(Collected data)

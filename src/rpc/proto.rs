//! Wire messages for the subset of the `lnrpc` services the controller drives.
//!
//! Field tags match the daemon's `.proto` definitions; fields the controller never reads
//! are left out (prost skips unknown tags on decode).

use prost::Message;

// === lnrpc.Lightning ===

#[derive(Clone, PartialEq, Message)]
pub struct GetInfoRequest {}

#[derive(Clone, PartialEq, Message)]
pub struct GetInfoResponse {
    #[prost(string, tag = "1")]
    pub identity_pubkey: String,
    #[prost(string, tag = "2")]
    pub alias: String,
    #[prost(uint32, tag = "3")]
    pub num_pending_channels: u32,
    #[prost(uint32, tag = "4")]
    pub num_active_channels: u32,
    #[prost(uint32, tag = "5")]
    pub num_peers: u32,
    #[prost(uint32, tag = "6")]
    pub block_height: u32,
    #[prost(string, tag = "8")]
    pub block_hash: String,
    #[prost(bool, tag = "9")]
    pub synced_to_chain: bool,
    #[prost(string, tag = "14")]
    pub version: String,
    #[prost(bool, tag = "18")]
    pub synced_to_graph: bool,
}

#[derive(Clone, PartialEq, Message)]
pub struct ChannelGraphRequest {
    #[prost(bool, tag = "1")]
    pub include_unannounced: bool,
}

#[derive(Clone, PartialEq, Message)]
pub struct ChannelEdge {
    #[prost(uint64, tag = "1")]
    pub channel_id: u64,
    /// `txid:index`, txid in display (reversed) hex.
    #[prost(string, tag = "2")]
    pub chan_point: String,
    #[prost(uint32, tag = "3")]
    pub last_update: u32,
    #[prost(string, tag = "4")]
    pub node1_pub: String,
    #[prost(string, tag = "5")]
    pub node2_pub: String,
    #[prost(int64, tag = "6")]
    pub capacity: i64,
}

#[derive(Clone, PartialEq, Message)]
pub struct ChannelGraph {
    #[prost(message, repeated, tag = "2")]
    pub edges: Vec<ChannelEdge>,
}

#[derive(Clone, PartialEq, Message)]
pub struct GraphTopologySubscription {}

/// Funding outpoint of a channel.
#[derive(Clone, PartialEq, Message)]
pub struct ChannelPoint {
    #[prost(uint32, tag = "3")]
    pub output_index: u32,
    #[prost(oneof = "channel_point::FundingTxid", tags = "1, 2")]
    pub funding_txid: Option<channel_point::FundingTxid>,
}

pub mod channel_point {
    #[derive(Clone, PartialEq, prost::Oneof)]
    pub enum FundingTxid {
        /// Raw txid bytes in internal byte order.
        #[prost(bytes, tag = "1")]
        FundingTxidBytes(Vec<u8>),
        /// Txid hex in display (reversed) byte order.
        #[prost(string, tag = "2")]
        FundingTxidStr(String),
    }
}

#[derive(Clone, PartialEq, Message)]
pub struct ChannelEdgeUpdate {
    #[prost(uint64, tag = "1")]
    pub chan_id: u64,
    #[prost(message, optional, tag = "2")]
    pub chan_point: Option<ChannelPoint>,
    #[prost(int64, tag = "3")]
    pub capacity: i64,
    #[prost(string, tag = "5")]
    pub advertising_node: String,
    #[prost(string, tag = "6")]
    pub connecting_node: String,
}

#[derive(Clone, PartialEq, Message)]
pub struct ClosedChannelUpdate {
    #[prost(uint64, tag = "1")]
    pub chan_id: u64,
    #[prost(int64, tag = "2")]
    pub capacity: i64,
    #[prost(uint32, tag = "3")]
    pub closed_height: u32,
    #[prost(message, optional, tag = "4")]
    pub chan_point: Option<ChannelPoint>,
}

#[derive(Clone, PartialEq, Message)]
pub struct GraphTopologyUpdate {
    #[prost(message, repeated, tag = "2")]
    pub channel_updates: Vec<ChannelEdgeUpdate>,
    #[prost(message, repeated, tag = "3")]
    pub closed_chans: Vec<ClosedChannelUpdate>,
}

#[derive(Clone, PartialEq, Message)]
pub struct WalletBalanceRequest {}

#[derive(Clone, PartialEq, Message)]
pub struct WalletBalanceResponse {
    #[prost(int64, tag = "1")]
    pub total_balance: i64,
    #[prost(int64, tag = "2")]
    pub confirmed_balance: i64,
    #[prost(int64, tag = "3")]
    pub unconfirmed_balance: i64,
}

#[derive(Clone, PartialEq, Message)]
pub struct StopRequest {}

#[derive(Clone, PartialEq, Message)]
pub struct StopResponse {}

// === lnrpc.State ===

#[derive(Clone, Copy, Debug, PartialEq, Eq, Hash, PartialOrd, Ord, prost::Enumeration)]
#[repr(i32)]
pub enum WalletState {
    NonExisting = 0,
    Locked = 1,
    Unlocked = 2,
    RpcActive = 3,
    ServerActive = 4,
    WaitingToStart = 255,
}

impl WalletState {
    /// Decodes the raw wire value; `None` for values this build does not know.
    pub fn from_wire(value: i32) -> Option<Self> {
        Self::try_from(value).ok()
    }
}

#[derive(Clone, PartialEq, Message)]
pub struct SubscribeStateRequest {}

#[derive(Clone, PartialEq, Message)]
pub struct SubscribeStateResponse {
    #[prost(enumeration = "WalletState", tag = "1")]
    pub state: i32,
}

// === lnrpc.WalletUnlocker ===

#[derive(Clone, PartialEq, Message)]
pub struct GenSeedRequest {
    #[prost(bytes, tag = "1")]
    pub aezeed_passphrase: Vec<u8>,
    #[prost(bytes, tag = "2")]
    pub seed_entropy: Vec<u8>,
}

#[derive(Clone, PartialEq, Message)]
pub struct GenSeedResponse {
    #[prost(string, repeated, tag = "1")]
    pub cipher_seed_mnemonic: Vec<String>,
    #[prost(bytes, tag = "2")]
    pub enciphered_seed: Vec<u8>,
}

#[derive(Clone, PartialEq, Message)]
pub struct InitWalletRequest {
    #[prost(bytes, tag = "1")]
    pub wallet_password: Vec<u8>,
    #[prost(string, repeated, tag = "2")]
    pub cipher_seed_mnemonic: Vec<String>,
    #[prost(bytes, tag = "3")]
    pub aezeed_passphrase: Vec<u8>,
    #[prost(int32, tag = "4")]
    pub recovery_window: i32,
    #[prost(bool, tag = "6")]
    pub stateless_init: bool,
}

#[derive(Clone, PartialEq, Message)]
pub struct InitWalletResponse {
    #[prost(bytes, tag = "1")]
    pub admin_macaroon: Vec<u8>,
}

#[derive(Clone, PartialEq, Message)]
pub struct UnlockWalletRequest {
    #[prost(bytes, tag = "1")]
    pub wallet_password: Vec<u8>,
    #[prost(int32, tag = "2")]
    pub recovery_window: i32,
    #[prost(bool, tag = "4")]
    pub stateless_init: bool,
}

#[derive(Clone, PartialEq, Message)]
pub struct UnlockWalletResponse {}

#[derive(Clone, PartialEq, Message)]
pub struct ChangePasswordRequest {
    #[prost(bytes, tag = "1")]
    pub current_password: Vec<u8>,
    #[prost(bytes, tag = "2")]
    pub new_password: Vec<u8>,
    #[prost(bool, tag = "3")]
    pub stateless_init: bool,
    #[prost(bool, tag = "4")]
    pub new_macaroon_root_key: bool,
}

#[derive(Clone, PartialEq, Message)]
pub struct ChangePasswordResponse {
    #[prost(bytes, tag = "1")]
    pub admin_macaroon: Vec<u8>,
}

#[cfg(test)]
mod tests {
    use super::*;

    #[test]
    fn test_wallet_state_wire_values() {
        assert_eq!(WalletState::from_wire(255), Some(WalletState::WaitingToStart));
        assert_eq!(WalletState::from_wire(4), Some(WalletState::ServerActive));
        assert_eq!(WalletState::from_wire(42), None);
    }

    #[test]
    fn test_state_response_decodes_from_daemon_bytes() {
        // field 1, varint 255
        let bytes = [0x08, 0xff, 0x01];
        let resp = SubscribeStateResponse::decode(&bytes[..]).unwrap();
        assert_eq!(resp.state, 255);
    }
}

Task description –
Gather each line of the records holding the string "WaitingToStart".

Response to the exercise –
    WaitingToStart = 255,
        assert_eq!(WalletState::from_wire(255), Some(WalletState::WaitingToStart));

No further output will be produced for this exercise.